▶ [Exercise requirements] Produce word for word the lines of the data below running from the one that has "assert_eq!(moves.move_cnt(), 31);" to the one that has "0, 4, 7, 6, 5]);", inclusive, and no others.

[Data extracted from a collection]
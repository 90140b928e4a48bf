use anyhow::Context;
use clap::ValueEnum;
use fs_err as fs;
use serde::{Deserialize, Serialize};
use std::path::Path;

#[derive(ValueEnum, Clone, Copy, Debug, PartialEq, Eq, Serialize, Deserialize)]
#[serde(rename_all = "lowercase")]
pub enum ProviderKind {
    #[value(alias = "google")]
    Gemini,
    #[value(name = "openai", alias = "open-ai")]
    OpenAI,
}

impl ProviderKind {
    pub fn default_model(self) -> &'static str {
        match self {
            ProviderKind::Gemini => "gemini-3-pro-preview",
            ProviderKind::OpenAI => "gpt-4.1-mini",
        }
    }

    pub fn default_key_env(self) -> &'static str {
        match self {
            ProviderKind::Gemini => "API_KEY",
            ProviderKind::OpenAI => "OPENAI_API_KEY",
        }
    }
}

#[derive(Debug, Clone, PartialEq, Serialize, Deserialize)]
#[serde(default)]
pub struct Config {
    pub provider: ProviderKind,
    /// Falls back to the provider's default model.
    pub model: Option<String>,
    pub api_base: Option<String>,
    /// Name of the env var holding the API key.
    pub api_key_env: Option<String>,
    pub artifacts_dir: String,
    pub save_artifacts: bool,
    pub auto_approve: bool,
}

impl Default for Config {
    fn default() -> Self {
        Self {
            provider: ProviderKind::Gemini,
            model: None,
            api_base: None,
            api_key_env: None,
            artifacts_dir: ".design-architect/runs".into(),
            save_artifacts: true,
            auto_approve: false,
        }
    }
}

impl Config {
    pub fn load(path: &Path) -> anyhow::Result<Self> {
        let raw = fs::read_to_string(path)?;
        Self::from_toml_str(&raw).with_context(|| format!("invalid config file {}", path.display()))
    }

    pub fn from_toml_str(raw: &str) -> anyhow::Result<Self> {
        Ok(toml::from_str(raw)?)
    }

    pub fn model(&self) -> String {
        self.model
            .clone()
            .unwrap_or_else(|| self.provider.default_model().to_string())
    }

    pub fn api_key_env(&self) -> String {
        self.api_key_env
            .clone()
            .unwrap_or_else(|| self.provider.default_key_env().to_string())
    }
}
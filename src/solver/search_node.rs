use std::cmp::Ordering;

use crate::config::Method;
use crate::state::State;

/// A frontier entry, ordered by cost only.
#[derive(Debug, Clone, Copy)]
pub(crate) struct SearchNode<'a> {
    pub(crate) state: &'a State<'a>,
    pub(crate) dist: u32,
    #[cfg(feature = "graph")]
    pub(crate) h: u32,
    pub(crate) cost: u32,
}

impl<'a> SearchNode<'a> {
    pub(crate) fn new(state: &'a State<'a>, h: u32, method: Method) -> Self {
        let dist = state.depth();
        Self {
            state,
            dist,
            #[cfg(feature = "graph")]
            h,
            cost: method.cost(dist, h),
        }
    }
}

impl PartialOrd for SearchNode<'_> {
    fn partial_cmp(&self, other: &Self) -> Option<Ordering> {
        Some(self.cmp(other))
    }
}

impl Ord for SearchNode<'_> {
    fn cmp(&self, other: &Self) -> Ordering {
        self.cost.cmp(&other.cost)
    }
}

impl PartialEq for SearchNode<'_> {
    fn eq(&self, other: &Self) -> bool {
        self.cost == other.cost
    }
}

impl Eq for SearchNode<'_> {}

* * *

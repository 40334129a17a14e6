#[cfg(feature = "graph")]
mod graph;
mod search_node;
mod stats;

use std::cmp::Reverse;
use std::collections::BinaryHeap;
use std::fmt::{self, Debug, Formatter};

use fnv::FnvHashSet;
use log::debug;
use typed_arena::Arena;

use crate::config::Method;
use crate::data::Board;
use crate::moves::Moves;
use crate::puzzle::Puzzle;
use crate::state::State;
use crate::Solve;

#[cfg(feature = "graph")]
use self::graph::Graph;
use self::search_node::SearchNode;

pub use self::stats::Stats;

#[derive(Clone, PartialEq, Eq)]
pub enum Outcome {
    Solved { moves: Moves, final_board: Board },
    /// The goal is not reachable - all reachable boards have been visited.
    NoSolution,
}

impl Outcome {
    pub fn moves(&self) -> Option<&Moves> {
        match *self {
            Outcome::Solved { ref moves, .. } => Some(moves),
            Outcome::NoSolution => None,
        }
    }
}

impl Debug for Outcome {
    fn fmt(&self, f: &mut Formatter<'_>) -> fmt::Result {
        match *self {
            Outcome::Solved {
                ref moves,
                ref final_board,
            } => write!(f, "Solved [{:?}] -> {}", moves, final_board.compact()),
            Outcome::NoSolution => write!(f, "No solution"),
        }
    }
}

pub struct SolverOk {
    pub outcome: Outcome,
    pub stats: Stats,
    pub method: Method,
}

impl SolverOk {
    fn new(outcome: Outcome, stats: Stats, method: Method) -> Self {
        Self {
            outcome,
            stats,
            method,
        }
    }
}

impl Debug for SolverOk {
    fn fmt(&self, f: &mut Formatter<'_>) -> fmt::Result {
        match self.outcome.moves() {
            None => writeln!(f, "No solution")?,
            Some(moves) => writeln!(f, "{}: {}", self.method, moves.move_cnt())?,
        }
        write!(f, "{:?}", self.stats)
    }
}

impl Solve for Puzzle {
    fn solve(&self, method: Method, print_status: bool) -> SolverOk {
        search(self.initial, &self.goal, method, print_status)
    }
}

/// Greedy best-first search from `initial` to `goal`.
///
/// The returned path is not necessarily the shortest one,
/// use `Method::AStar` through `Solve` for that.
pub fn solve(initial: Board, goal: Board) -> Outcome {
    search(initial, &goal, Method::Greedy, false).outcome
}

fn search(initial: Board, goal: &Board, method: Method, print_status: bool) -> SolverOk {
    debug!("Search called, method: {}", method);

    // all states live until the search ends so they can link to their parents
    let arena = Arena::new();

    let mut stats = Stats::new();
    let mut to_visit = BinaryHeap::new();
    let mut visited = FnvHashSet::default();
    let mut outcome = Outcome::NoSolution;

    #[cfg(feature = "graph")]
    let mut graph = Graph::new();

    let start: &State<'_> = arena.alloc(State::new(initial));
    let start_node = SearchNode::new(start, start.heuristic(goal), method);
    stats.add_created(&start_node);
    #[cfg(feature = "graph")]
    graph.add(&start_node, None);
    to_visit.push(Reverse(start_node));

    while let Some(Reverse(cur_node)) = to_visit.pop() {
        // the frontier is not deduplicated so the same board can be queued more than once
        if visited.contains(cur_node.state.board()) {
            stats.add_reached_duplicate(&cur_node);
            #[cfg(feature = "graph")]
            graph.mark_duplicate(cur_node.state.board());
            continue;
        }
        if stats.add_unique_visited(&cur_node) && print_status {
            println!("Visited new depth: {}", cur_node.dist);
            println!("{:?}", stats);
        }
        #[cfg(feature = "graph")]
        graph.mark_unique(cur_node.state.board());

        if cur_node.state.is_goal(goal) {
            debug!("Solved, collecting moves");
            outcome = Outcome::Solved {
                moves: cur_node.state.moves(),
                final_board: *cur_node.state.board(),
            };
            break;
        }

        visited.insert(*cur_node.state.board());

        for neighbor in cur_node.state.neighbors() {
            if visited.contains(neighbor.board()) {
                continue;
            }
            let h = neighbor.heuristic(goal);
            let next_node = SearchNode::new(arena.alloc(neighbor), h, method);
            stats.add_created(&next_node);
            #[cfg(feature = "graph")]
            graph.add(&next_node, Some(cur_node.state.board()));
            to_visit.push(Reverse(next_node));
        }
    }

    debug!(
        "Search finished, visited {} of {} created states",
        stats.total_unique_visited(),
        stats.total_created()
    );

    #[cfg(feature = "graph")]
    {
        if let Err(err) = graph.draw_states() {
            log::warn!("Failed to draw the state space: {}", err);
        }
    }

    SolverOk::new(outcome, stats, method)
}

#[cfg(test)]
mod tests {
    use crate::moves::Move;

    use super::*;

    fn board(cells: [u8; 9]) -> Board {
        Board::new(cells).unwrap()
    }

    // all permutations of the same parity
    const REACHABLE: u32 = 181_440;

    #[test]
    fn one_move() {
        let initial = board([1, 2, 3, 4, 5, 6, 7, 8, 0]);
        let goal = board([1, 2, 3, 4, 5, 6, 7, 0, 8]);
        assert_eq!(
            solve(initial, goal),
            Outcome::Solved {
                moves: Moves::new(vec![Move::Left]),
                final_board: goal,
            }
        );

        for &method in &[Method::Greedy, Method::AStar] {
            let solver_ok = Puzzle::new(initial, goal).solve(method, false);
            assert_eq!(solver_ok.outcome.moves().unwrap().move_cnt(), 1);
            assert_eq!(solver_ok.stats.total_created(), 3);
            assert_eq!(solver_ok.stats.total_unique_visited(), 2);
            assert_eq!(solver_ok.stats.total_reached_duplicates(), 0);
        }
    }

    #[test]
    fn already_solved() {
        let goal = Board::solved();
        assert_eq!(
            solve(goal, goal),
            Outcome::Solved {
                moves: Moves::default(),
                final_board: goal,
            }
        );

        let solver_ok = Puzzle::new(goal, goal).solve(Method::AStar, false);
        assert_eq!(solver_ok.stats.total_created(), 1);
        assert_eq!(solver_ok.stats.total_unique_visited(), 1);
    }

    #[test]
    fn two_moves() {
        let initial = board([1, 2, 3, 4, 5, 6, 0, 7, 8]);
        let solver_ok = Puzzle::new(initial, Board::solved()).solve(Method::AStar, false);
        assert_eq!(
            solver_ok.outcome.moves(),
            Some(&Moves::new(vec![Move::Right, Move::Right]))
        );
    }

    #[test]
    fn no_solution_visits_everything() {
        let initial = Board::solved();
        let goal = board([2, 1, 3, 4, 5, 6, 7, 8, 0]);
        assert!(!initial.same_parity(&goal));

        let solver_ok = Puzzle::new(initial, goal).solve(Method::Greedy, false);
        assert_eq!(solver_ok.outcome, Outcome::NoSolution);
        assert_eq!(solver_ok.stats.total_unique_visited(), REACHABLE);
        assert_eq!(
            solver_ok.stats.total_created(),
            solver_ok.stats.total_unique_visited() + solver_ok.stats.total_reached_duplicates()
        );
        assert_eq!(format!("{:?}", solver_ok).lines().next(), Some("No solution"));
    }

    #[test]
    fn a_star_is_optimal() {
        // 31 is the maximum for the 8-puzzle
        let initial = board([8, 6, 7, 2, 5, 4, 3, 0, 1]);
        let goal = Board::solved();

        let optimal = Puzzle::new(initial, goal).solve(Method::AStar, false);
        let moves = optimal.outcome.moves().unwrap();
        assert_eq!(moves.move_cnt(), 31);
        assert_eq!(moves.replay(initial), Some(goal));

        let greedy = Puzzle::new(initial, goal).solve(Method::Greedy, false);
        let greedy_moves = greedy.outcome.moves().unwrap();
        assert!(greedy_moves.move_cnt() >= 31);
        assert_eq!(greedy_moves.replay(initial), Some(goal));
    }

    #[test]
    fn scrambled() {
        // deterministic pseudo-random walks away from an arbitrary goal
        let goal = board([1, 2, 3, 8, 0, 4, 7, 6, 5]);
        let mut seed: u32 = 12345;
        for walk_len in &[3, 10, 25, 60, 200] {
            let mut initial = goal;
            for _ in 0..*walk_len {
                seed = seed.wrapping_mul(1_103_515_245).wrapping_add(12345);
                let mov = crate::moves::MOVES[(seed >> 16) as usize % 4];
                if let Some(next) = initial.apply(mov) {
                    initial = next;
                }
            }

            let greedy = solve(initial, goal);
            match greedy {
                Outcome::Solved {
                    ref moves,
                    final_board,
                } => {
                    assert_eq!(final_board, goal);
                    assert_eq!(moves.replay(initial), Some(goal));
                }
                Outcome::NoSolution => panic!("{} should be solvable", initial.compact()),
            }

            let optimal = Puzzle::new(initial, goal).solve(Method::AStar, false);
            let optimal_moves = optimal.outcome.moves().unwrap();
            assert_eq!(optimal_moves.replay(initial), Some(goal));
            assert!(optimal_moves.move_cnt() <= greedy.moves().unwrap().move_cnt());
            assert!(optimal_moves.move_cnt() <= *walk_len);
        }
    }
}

▶ [Response area]
        assert_eq!(moves.move_cnt(), 31);
        assert_eq!(moves.replay(initial), Some(goal));

        let greedy = Puzzle::new(initial, goal).solve(Method::Greedy, false);
        let greedy_moves = greedy.outcome.moves().unwrap();
        assert!(greedy_moves.move_cnt() >= 31);
        assert_eq!(greedy_moves.replay(initial), Some(goal));
    }

    #[test]
    fn scrambled() {
        // deterministic pseudo-random walks away from an arbitrary goal
        let goal = board([1, 2, 3, 8, 0, 4, 7, 6, 5]);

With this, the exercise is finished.